| Rev Diabet Stud,
2005,
2(2):61-69 |
DOI 10.1900/RDS.2005.2.61 |
Orally ingested glucose leads to a greater insulin response compared to intravenously administered glucose leading to identical postprandial plasma glucose excursions, a phenomenon referred to as the "incretin effect". The incretin effect comprises up to 60% of the postprandial insulin secretion and is diminished in type 2 diabetes. One of the very important gastrointestinal hormones promoting this effect is glucagon-like peptide 1 (GLP-1). It only stimulates insulin secretion and normalizes blood glucose in humans under hyperglycemic conditions, therefore it does not cause hypoglycemia. Other important physiological actions of GLP-1 are the inhibition of glucagon secretion and gastric emptying. It further acts as a neurotransmitter in the hypothalamus stimulating satiety. In vitro and animal data demonstrated that GLP-1 increases β-cell mass by stimulating islet cell neogenesis and by inhibiting apoptosis of islets. In humans, the improvement of β-cell function can be indirectly observed from the increased insulin secretory capacity after GLP-1 infusions. GLP-1 represents an attractive therapeutic principle for type 2 diabetes. However, native GLP-1 is degraded rapidly upon exogenous administration and is therefore not feasible for routine therapy.
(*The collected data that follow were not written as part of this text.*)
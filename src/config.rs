use anyhow::{bail, Context, Result};
use chrono::{DateTime, FixedOffset};
use serde::Deserialize;
use std::collections::BTreeMap;
use std::path::{Path, PathBuf};

use crate::models::Address;

#[derive(Debug, Deserialize, Clone)]
pub struct Config {
    #[serde(default)]
    pub annotations: Option<AnnotationsConfig>,
    #[serde(default)]
    pub scan: ScanConfig,
    #[serde(default)]
    pub policies: Vec<PolicyConfig>,
}

#[derive(Debug, Deserialize, Clone)]
pub struct AnnotationsConfig {
    pub path: PathBuf,
}

#[derive(Debug, Deserialize, Clone)]
pub struct ScanConfig {
    #[serde(default = "default_include_globs")]
    pub include_globs: Vec<String>,
    #[serde(default)]
    pub exclude_globs: Vec<String>,
    #[serde(default)]
    pub follow_symlinks: bool,
}

impl Default for ScanConfig {
    fn default() -> Self {
        Self {
            include_globs: default_include_globs(),
            exclude_globs: Vec::new(),
            follow_symlinks: false,
        }
    }
}

fn default_include_globs() -> Vec<String> {
    vec!["**/*".to_string()]
}

/// One configured policy. Entries run in the order they appear in the file.
#[derive(Debug, Deserialize, Clone)]
#[serde(tag = "type", rename_all = "snake_case")]
pub enum PolicyConfig {
    ExcludeExtensions(ExcludeExtensionsConfig),
    ExcludeMimeTypes(ExcludeMimeTypesConfig),
    DateRanges(DateRangesConfig),
    DateRangesAndDomains(DateRangesAndDomainsConfig),
    CommunicationYear(CommunicationYearConfig),
    DigestTags(DigestTagsConfig),
    MimeTypeTags(MimeTypeTagsConfig),
    StoreBinaryByAncestor(StoreBinaryByAncestorConfig),
    ParentPulldown(ParentPulldownConfig),
    SplitPdfPages(SplitPdfPagesConfig),
    ChildXref(ChildXrefConfig),
    NamedEntities(NamedEntitiesConfig),
    AppendRecipients(AppendRecipientsConfig),
}

impl PolicyConfig {
    pub fn type_name(&self) -> &'static str {
        match self {
            PolicyConfig::ExcludeExtensions(_) => "exclude_extensions",
            PolicyConfig::ExcludeMimeTypes(_) => "exclude_mime_types",
            PolicyConfig::DateRanges(_) => "date_ranges",
            PolicyConfig::DateRangesAndDomains(_) => "date_ranges_and_domains",
            PolicyConfig::CommunicationYear(_) => "communication_year",
            PolicyConfig::DigestTags(_) => "digest_tags",
            PolicyConfig::MimeTypeTags(_) => "mime_type_tags",
            PolicyConfig::StoreBinaryByAncestor(_) => "store_binary_by_ancestor",
            PolicyConfig::ParentPulldown(_) => "parent_pulldown",
            PolicyConfig::SplitPdfPages(_) => "split_pdf_pages",
            PolicyConfig::ChildXref(_) => "child_xref",
            PolicyConfig::NamedEntities(_) => "named_entities",
            PolicyConfig::AppendRecipients(_) => "append_recipients",
        }
    }
}

#[derive(Debug, Deserialize, Clone)]
pub struct ExcludeExtensionsConfig {
    pub extensions: Vec<String>,
}

#[derive(Debug, Deserialize, Clone)]
pub struct ExcludeMimeTypesConfig {
    pub mime_types: Vec<String>,
}

/// Inclusive interval of instants.
#[derive(Debug, Deserialize, Clone, Copy)]
pub struct DateRange {
    pub start: DateTime<FixedOffset>,
    pub end: DateTime<FixedOffset>,
}

impl DateRange {
    pub fn contains(&self, date: &DateTime<FixedOffset>) -> bool {
        *date >= self.start && *date <= self.end
    }
}

#[derive(Debug, Deserialize, Clone)]
pub struct DateRangesConfig {
    pub ranges: Vec<DateRange>,
    #[serde(default)]
    pub include_if_date_missing: bool,
}

#[derive(Debug, Deserialize, Clone)]
pub struct DateRangesAndDomainsConfig {
    pub ranges: Vec<DateRange>,
    #[serde(default)]
    pub include_if_date_missing: bool,
    #[serde(default)]
    pub from_domains: Vec<String>,
    #[serde(default)]
    pub to_domains: Vec<String>,
    #[serde(default)]
    pub cc_domains: Vec<String>,
    #[serde(default)]
    pub bcc_domains: Vec<String>,
    #[serde(default = "default_communication_kind")]
    pub communication_kind: String,
}

fn default_communication_kind() -> String {
    "email".to_string()
}

#[derive(Debug, Deserialize, Clone)]
pub struct CommunicationYearConfig {
    pub min_year: i32,
    pub max_year: i32,
}

#[derive(Debug, Deserialize, Clone, Default)]
pub struct DigestTagsConfig {
    #[serde(default)]
    pub verbose: bool,
}

#[derive(Debug, Deserialize, Clone)]
pub struct MimeTypeTagsConfig {
    pub tags: BTreeMap<String, String>,
}

#[derive(Debug, Deserialize, Clone)]
pub struct StoreBinaryByAncestorConfig {
    pub mime_types: Vec<String>,
}

#[derive(Debug, Deserialize, Clone)]
pub struct ParentPulldownConfig {
    #[serde(default = "default_container_mime_type")]
    pub container_mime_type: String,
    #[serde(default = "default_true")]
    pub pull_properties: bool,
    #[serde(default = "default_property_prefix")]
    pub property_prefix: String,
    #[serde(default = "default_true")]
    pub pull_digest: bool,
    #[serde(default = "default_digest_property")]
    pub digest_property: String,
    #[serde(default = "default_true")]
    pub pull_size: bool,
    #[serde(default = "default_size_property")]
    pub size_property: String,
}

impl Default for ParentPulldownConfig {
    fn default() -> Self {
        Self {
            container_mime_type: default_container_mime_type(),
            pull_properties: true,
            property_prefix: default_property_prefix(),
            pull_digest: true,
            digest_property: default_digest_property(),
            pull_size: true,
            size_property: default_size_property(),
        }
    }
}

fn default_true() -> bool {
    true
}
fn default_container_mime_type() -> String {
    "application/vnd.ms-outlook-msg".to_string()
}
fn default_property_prefix() -> String {
    "MSG ".to_string()
}
fn default_digest_property() -> String {
    "MSG MD5 Digest".to_string()
}
fn default_size_property() -> String {
    "MSG File Size".to_string()
}

#[derive(Debug, Deserialize, Clone)]
pub struct SplitPdfPagesConfig {
    pub output_dir: PathBuf,
    #[serde(default = "default_pdf_mime_types")]
    pub mime_types: Vec<String>,
}

fn default_pdf_mime_types() -> Vec<String> {
    vec![
        "application/pdf".to_string(),
        "application/pdf-mail".to_string(),
        "application/pdf-portfolio".to_string(),
    ]
}

#[derive(Debug, Deserialize, Clone)]
pub struct ChildXrefConfig {
    pub path: PathBuf,
}

#[derive(Debug, Deserialize, Clone)]
pub struct NamedEntitiesConfig {
    #[serde(default = "default_true")]
    pub include_installed: bool,
    #[serde(default)]
    pub custom_types: BTreeMap<String, String>,
    #[serde(default)]
    pub validation_terms: BTreeMap<String, Vec<String>>,
    #[serde(default = "default_identifier_type")]
    pub identifier_type: String,
}

fn default_identifier_type() -> String {
    "personal-id-num".to_string()
}

#[derive(Debug, Deserialize, Clone, Default)]
pub struct AppendRecipientsConfig {
    #[serde(default)]
    pub from: Vec<Address>,
    #[serde(default)]
    pub to: Vec<Address>,
    #[serde(default)]
    pub cc: Vec<Address>,
    #[serde(default)]
    pub bcc: Vec<Address>,
}

pub fn load_config(path: &Path) -> Result<Config> {
    let content = std::fs::read_to_string(path)
        .with_context(|| format!("Failed to read config file: {}", path.display()))?;
    parse_config(&content)
}

/// Parses and validates a TOML configuration string.
pub fn parse_config(content: &str) -> Result<Config> {
    let config: Config = toml::from_str(content).with_context(|| "Failed to parse config file")?;

    for (idx, policy) in config.policies.iter().enumerate() {
        validate_policy(policy)
            .with_context(|| format!("policies[{}] ({}) is invalid", idx, policy.type_name()))?;
    }

    let wants_index = config
        .policies
        .iter()
        .any(|p| matches!(p, PolicyConfig::DigestTags(_)));
    if wants_index && config.annotations.is_none() {
        bail!("digest_tags policy requires an [annotations] section with a database path");
    }

    Ok(config)
}

fn validate_policy(policy: &PolicyConfig) -> Result<()> {
    match policy {
        PolicyConfig::ExcludeExtensions(cfg) => {
            if cfg.extensions.iter().all(|e| e.trim().is_empty()) {
                bail!("extensions must list at least one extension");
            }
        }
        PolicyConfig::ExcludeMimeTypes(cfg) => {
            if cfg.mime_types.iter().all(|m| m.trim().is_empty()) {
                bail!("mime_types must list at least one mime type");
            }
        }
        PolicyConfig::DateRanges(cfg) => validate_ranges(&cfg.ranges)?,
        PolicyConfig::DateRangesAndDomains(cfg) => validate_ranges(&cfg.ranges)?,
        PolicyConfig::CommunicationYear(cfg) => {
            if cfg.min_year > cfg.max_year {
                bail!(
                    "min_year ({}) must not be after max_year ({})",
                    cfg.min_year,
                    cfg.max_year
                );
            }
        }
        PolicyConfig::DigestTags(_) => {}
        PolicyConfig::MimeTypeTags(cfg) => {
            if cfg.tags.is_empty() {
                bail!("tags must map at least one mime type");
            }
            if let Some((mime, _)) = cfg.tags.iter().find(|(_, tag)| tag.trim().is_empty()) {
                bail!("tag for mime type '{}' is empty", mime);
            }
        }
        PolicyConfig::StoreBinaryByAncestor(cfg) => {
            if cfg.mime_types.is_empty() {
                bail!("mime_types must list at least one mime type");
            }
        }
        PolicyConfig::ParentPulldown(cfg) => {
            if cfg.container_mime_type.trim().is_empty() {
                bail!("container_mime_type must not be empty");
            }
        }
        PolicyConfig::SplitPdfPages(cfg) => {
            if cfg.mime_types.is_empty() {
                bail!("mime_types must list at least one container mime type");
            }
            if cfg.output_dir.as_os_str().is_empty() {
                bail!("output_dir must not be empty");
            }
        }
        PolicyConfig::ChildXref(cfg) => {
            if cfg.path.as_os_str().is_empty() {
                bail!("path must not be empty");
            }
        }
        PolicyConfig::NamedEntities(cfg) => {
            for (name, pattern) in &cfg.custom_types {
                regex::Regex::new(pattern)
                    .with_context(|| format!("custom entity type '{}' has an invalid pattern", name))?;
            }
        }
        PolicyConfig::AppendRecipients(cfg) => {
            let all = cfg.from.iter().chain(&cfg.to).chain(&cfg.cc).chain(&cfg.bcc);
            if let Some(bad) = all.clone().find(|a| a.address.trim().is_empty()) {
                bail!("recipient {:?} has an empty address", bad.personal);
            }
            if all.count() == 0 {
                bail!("at least one recipient must be configured");
            }
        }
    }
    Ok(())
}

fn validate_ranges(ranges: &[DateRange]) -> Result<()> {
    if ranges.is_empty() {
        bail!("ranges must contain at least one date range");
    }
    for range in ranges {
        if range.start > range.end {
            bail!(
                "date range start {} is after end {}",
                range.start.to_rfc3339(),
                range.end.to_rfc3339()
            );
        }
    }
    Ok(())
}

#[cfg(test)]
mod tests {
    use super::*;

    #[test]
    fn parses_policies_in_file_order() {
        let config = parse_config(
            r#"
[[policies]]
type = "exclude_extensions"
extensions = ["plist", "cab"]

[[policies]]
type = "mime_type_tags"
tags = { "message/rfc822" = "RFC822 Email" }

[[policies]]
type = "parent_pulldown"
"#,
        )
        .unwrap();

        let names: Vec<&str> = config.policies.iter().map(|p| p.type_name()).collect();
        assert_eq!(
            names,
            vec!["exclude_extensions", "mime_type_tags", "parent_pulldown"]
        );
        match &config.policies[2] {
            PolicyConfig::ParentPulldown(cfg) => {
                assert_eq!(cfg.property_prefix, "MSG ");
                assert!(cfg.pull_digest);
            }
            other => panic!("unexpected policy: {:?}", other),
        }
    }

    #[test]
    fn parses_date_ranges_with_offsets() {
        let config = parse_config(
            r#"
[[policies]]
type = "date_ranges"
include_if_date_missing = true
ranges = [
  { start = "2017-01-01T00:00:00-07:00", end = "2017-01-10T23:59:59-07:00" },
]
"#,
        )
        .unwrap();
        match &config.policies[0] {
            PolicyConfig::DateRanges(cfg) => {
                assert!(cfg.include_if_date_missing);
                assert_eq!(cfg.ranges.len(), 1);
                assert_eq!(cfg.ranges[0].start.offset().local_minus_utc(), -7 * 3600);
            }
            other => panic!("unexpected policy: {:?}", other),
        }
    }

    #[test]
    fn rejects_malformed_date() {
        let err = parse_config(
            r#"
[[policies]]
type = "date_ranges"
ranges = [{ start = "2017-13-45", end = "2017-01-10T23:59:59-07:00" }]
"#,
        )
        .unwrap_err();
        assert!(format!("{:#}", err).contains("parse"));
    }

    #[test]
    fn rejects_inverted_range() {
        let err = parse_config(
            r#"
[[policies]]
type = "date_ranges"
ranges = [{ start = "2018-01-01T00:00:00Z", end = "2017-01-01T00:00:00Z" }]
"#,
        )
        .unwrap_err();
        assert!(format!("{:#}", err).contains("is after end"));
    }

    #[test]
    fn rejects_invalid_entity_pattern() {
        let err = parse_config(
            r#"
[[policies]]
type = "named_entities"
custom_types = { swift = "[A-Z" }
"#,
        )
        .unwrap_err();
        assert!(format!("{:#}", err).contains("swift"));
    }

    #[test]
    fn digest_tags_requires_annotations_section() {
        let err = parse_config(
            r#"
[[policies]]
type = "digest_tags"
"#,
        )
        .unwrap_err();
        assert!(err.to_string().contains("[annotations]"));
    }

    #[test]
    fn rejects_unknown_policy_type() {
        assert!(parse_config(
            r#"
[[policies]]
type = "teleport"
"#,
        )
        .is_err());
    }

    #[test]
    fn example_config_is_valid() {
        let config = parse_config(include_str!("../config/wss.example.toml")).unwrap();
        assert_eq!(config.policies.len(), 10);
        assert_eq!(config.policies[0].type_name(), "exclude_extensions");
    }

    #[test]
    fn empty_config_uses_defaults() {
        let config = parse_config("").unwrap();
        assert!(config.policies.is_empty());
        assert_eq!(config.scan.include_globs, vec!["**/*"]);
    }
}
The first long-acting GLP-1 analog ("incretin mimetic") Exenatide (Byetta®) has just been approved for type 2 diabetes therapy. Other compounds are being investigated in clinical trials (e.g. liraglutide®, CJC1131®). Dipeptidyl-peptidase IV inhibitors (DPP-IV inhibitors; e.g. Vildagliptin®, Sitagliptin®) that inhibit the enzyme responsible for incretin degradation are also under study.